The Children Act by Ian McEwan

The Children Act by Ian McEwan

Fiona Maye is a High Court judge specialising in family law and is very well respected in her profession. She’s known for her piercing intelligence and expertise in giving rigorous verdict for cases sensitive to religion and culture. One day, her husband, Jack, asks her to consider an open marriage then they start arguing and Jack accuses her for being too dedicated to her career.

In the middle of their fight, she receives a call about an urgent case of a young boy with leukaemia, Adam. He and He and his parents refuse to receive blood transfusion because of their religious belief. Hospital thinks the parents’s strong belief in religion is threatening the boy’s life. Although Adam is under eighteen, he is only a few months away to reach the legal age. He can then decide for himself but his health is deteriorating and the blood transfusion must be done within a couple of days to save his life.

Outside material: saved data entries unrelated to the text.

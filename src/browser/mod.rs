//! Browser session used to host a [`PageTree`](crate::tree::PageTree)

mod wrapper;

pub use wrapper::BrowserSession;

use thiserror::Error;

#[derive(Error, Debug)]
pub enum BrowserError {
    #[error("Failed to launch browser: {0}")]
    LaunchFailed(String),

    #[error("Failed to create page: {0}")]
    PageCreationFailed(String),

    #[error("Navigation failed: {0}")]
    NavigationFailed(String),

    #[error("Navigation timeout after {timeout_ms}ms for URL: {url}")]
    NavigationTimeout { url: String, timeout_ms: u128 },
}

pub type BrowserResult<T> = Result<T, BrowserError>;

Fiona tries to immersed back to her work but she can’t help but thinking about her marriage, her childlessness, and her life. After studying the case punctiliously and upon hearing arguments from both sides—the family and hospital—Fiona decides to give a visit to Adam herself before giving the verdict. She meets with Adam, has a conversation with him then she returns to court and gives her verdict. However, the case doesn’t end there.

McEwan always has a way with his writings. As much as I enjoyed his ethereal narrative, I felt this is a bit too beautiful with extra adornments. He might be using extravagant words and posh phrases to portray the life of a sophisticated judge, but it’s a tad daunting for me. Nonetheless, it was an exciting read and I enjoyed how the story evolved.